R Control Flow Exercises: 18 if/else, Loop and switch Problems
Eighteen runnable practice problems covering R's control flow primitives: scalar if, vectorised ifelse() and case_when(), for and while loops, break and next, switch() dispatch, and the short-circuit operators && and ||. Every exercise hides its solution behind an expandable block so you can attempt it first.
Control flow in R is small in surface area and big in pitfalls. if insists on a length-one logical, for loops are usually the wrong tool when a vectorised function exists, and && is not just a faster &. These problems isolate each idiom on realistic data so the difference is concrete.

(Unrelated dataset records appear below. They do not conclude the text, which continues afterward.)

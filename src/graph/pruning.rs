//! Weight-threshold edge pruning

use serde::Serialize;
use statrs::statistics::{Data, Max, Min, OrderStatistics};

use crate::error::GraphError;
use crate::graph::Graph;

/// How the pruning threshold is derived from the edge-weight distribution
#[derive(Debug, Clone, Copy, PartialEq)]
pub enum PrunePolicy {
    /// Use the given weight as the threshold directly
    Fixed(f64),

    /// Use the p-th percentile of the weight distribution (0-100)
    Percentile(f64),

    /// Use the first quartile of the weight distribution
    LowerQuartile,

    /// Use the median of the weight distribution
    Median,
}

impl Default for PrunePolicy {
    fn default() -> Self {
        PrunePolicy::LowerQuartile
    }
}

/// Result of a pruning pass
#[derive(Debug)]
pub struct PruneOutcome {
    /// The reduced graph: same nodes, edges at or above the threshold
    pub graph: Graph,

    /// The threshold the policy resolved to
    pub threshold: f64,

    pub node_count: usize,
    pub edges_before: usize,
    pub edges_after: usize,
}

/// Five-number summary of the live edge-weight distribution
#[derive(Debug, Clone, Serialize)]
pub struct WeightSummary {
    pub min: f64,
    pub lower_quartile: f64,
    pub median: f64,
    pub upper_quartile: f64,
    pub max: f64,
}

/// Summarize the edge weights, or `None` for an edgeless graph
pub fn weight_summary(graph: &Graph) -> Option<WeightSummary> {
    let weights = graph.edge_weights();
    if weights.is_empty() {
        return None;
    }

    let mut data = Data::new(weights);
    Some(WeightSummary {
        min: data.min(),
        lower_quartile: data.lower_quartile(),
        median: data.median(),
        upper_quartile: data.upper_quartile(),
        max: data.max(),
    })
}

fn resolve_threshold(graph: &Graph, policy: &PrunePolicy) -> f64 {
    match *policy {
        PrunePolicy::Fixed(value) => value,
        _ if graph.edge_count() == 0 => 0.0,
        PrunePolicy::Percentile(p) => {
            let mut data = Data::new(graph.edge_weights());
            data.quantile(p / 100.0)
        }
        PrunePolicy::LowerQuartile => {
            let mut data = Data::new(graph.edge_weights());
            data.lower_quartile()
        }
        PrunePolicy::Median => {
            let mut data = Data::new(graph.edge_weights());
            data.median()
        }
    }
}

/// Drop every edge whose weight is strictly below the policy's threshold.
///
/// Nodes are never removed; the returned graph is rebuilt so its
/// adjacency index reflects the reduced edge set.
pub fn prune(graph: &Graph, policy: &PrunePolicy) -> Result<PruneOutcome, GraphError> {
    let threshold = resolve_threshold(graph, policy);
    let edges_before = graph.edge_count();

    log::info!(
        "Pruning graph: {} nodes, {} edges, threshold {:.4}",
        graph.node_count(),
        edges_before,
        threshold
    );

    let mut pruned = Graph::new();
    for node in graph.nodes() {
        pruned.add_node(node.clone());
    }

    for (_, edge) in graph.edges() {
        if edge.weight < threshold {
            continue;
        }
        pruned.add_edge(
            &graph.node(edge.source).id,
            &graph.node(edge.target).id,
            edge.weight,
            edge.label.clone(),
        )?;
    }

    let edges_after = pruned.edge_count();
    log::info!(
        "Pruned graph: {} nodes, {} edges ({} removed)",
        pruned.node_count(),
        edges_after,
        edges_before - edges_after
    );

    Ok(PruneOutcome {
        graph: pruned,
        threshold,
        node_count: graph.node_count(),
        edges_before,
        edges_after,
    })
}

#[cfg(test)]
mod tests {
    use super::*;
    use crate::graph::store::Node;
    use std::collections::BTreeMap;

    fn weighted_chain(weights: &[f64]) -> Graph {
        let mut g = Graph::new();
        for i in 0..=weights.len() {
            g.add_node(Node {
                id: format!("n{i}"),
                label: format!("n{i}"),
                attributes: BTreeMap::new(),
            });
        }
        for (i, &w) in weights.iter().enumerate() {
            g.add_edge(&format!("n{i}"), &format!("n{}", i + 1), w, None)
                .unwrap();
        }
        g
    }

    #[test]
    fn fixed_threshold_drops_only_lighter_edges() {
        let g = weighted_chain(&[0.5, 1.0, 2.0, 3.0]);
        let outcome = prune(&g, &PrunePolicy::Fixed(1.0)).unwrap();
        assert_eq!(outcome.edges_before, 4);
        assert_eq!(outcome.edges_after, 3);
        assert_eq!(outcome.graph.node_count(), g.node_count());
        // the 0.5 edge between n0 and n1 is gone
        assert!(!outcome.graph.edge_exists(0, 1));
        assert!(outcome.graph.edge_exists(1, 2));
    }

    #[test]
    fn pruning_is_monotonic_and_keeps_nodes() {
        let g = weighted_chain(&[1.0, 2.0, 3.0, 4.0, 5.0]);
        for policy in [
            PrunePolicy::LowerQuartile,
            PrunePolicy::Median,
            PrunePolicy::Percentile(90.0),
        ] {
            let outcome = prune(&g, &policy).unwrap();
            assert!(outcome.edges_after <= outcome.edges_before);
            assert_eq!(outcome.graph.node_count(), g.node_count());
        }
    }

    #[test]
    fn edgeless_graph_prunes_to_itself() {
        let g = weighted_chain(&[]);
        let outcome = prune(&g, &PrunePolicy::LowerQuartile).unwrap();
        assert_eq!(outcome.edges_after, 0);
        assert_eq!(outcome.graph.node_count(), 1);
    }

    #[test]
    fn weight_summary_orders_quartiles() {
        let g = weighted_chain(&[1.0, 2.0, 3.0, 4.0, 5.0]);
        let summary = weight_summary(&g).unwrap();
        assert_eq!(summary.min, 1.0);
        assert_eq!(summary.max, 5.0);
        assert!(summary.lower_quartile <= summary.median);
        assert!(summary.median <= summary.upper_quartile);
        assert!(weight_summary(&weighted_chain(&[])).is_none());
    }
}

Section 1. if, else, and else-if chains (3 problems)
Exercise 1.1: Return a pass or fail label from a numeric exam score
Task: Given a single numeric variable score, write an if/else expression that returns the string "pass" when the score is at least 60 and "fail" otherwise. Assign the returned value (not a printed side effect) for score <- 72 to ex_1_1.
Expected result:
#> [1] "pass"
Difficulty: Beginner
A single threshold splits the score into two possible outcomes, and the comparison itself decides which one you get.
Use if (score >= 60) ... else ... as an expression and assign its value straight into ex_1_1.
Click to reveal solution
Explanation: In R, if is an expression that returns the value of its matched branch, so you can assign its result directly without an intermediate print(). This is unusual compared with Python or Java where if is a statement. The expression form keeps grading logic tight; for vectorised pass/fail across many scores you'd reach for ifelse() instead, since scalar if errors when fed a length>1 logical.
Exercise 1.2: Convert numeric exam scores into letter grades with an else-if chain
Task: The registrar needs a function grade(score) that maps a numeric exam score to a letter using these cutoffs: 90+ is "A", 80 to 89 is "B", 70 to 79 is "C", 60 to 69 is "D", and below 60 is "F". Build it with a chained if/else if/else and save grade(73) to ex_1_2.
Expected result:
#> [1] "C"
Difficulty: Intermediate
Test the strictest cutoff first so each later branch can assume the higher ones already failed.
Chain if (score >= 90) "A" else if (score >= 80) "B" ... and finish with a bare else "F".
Click to reveal solution
Explanation: The branches are tested top to bottom, so ordering from highest cutoff to lowest is required: a 95 would otherwise match the first satisfied test, not the strictest one. The trailing else is the catch-all for anything under 60, including negatives or zero. For three or more buckets this stays readable, but past five branches you should prefer dplyr::case_when() or cut() with labelled breaks, which both express the buckets declaratively.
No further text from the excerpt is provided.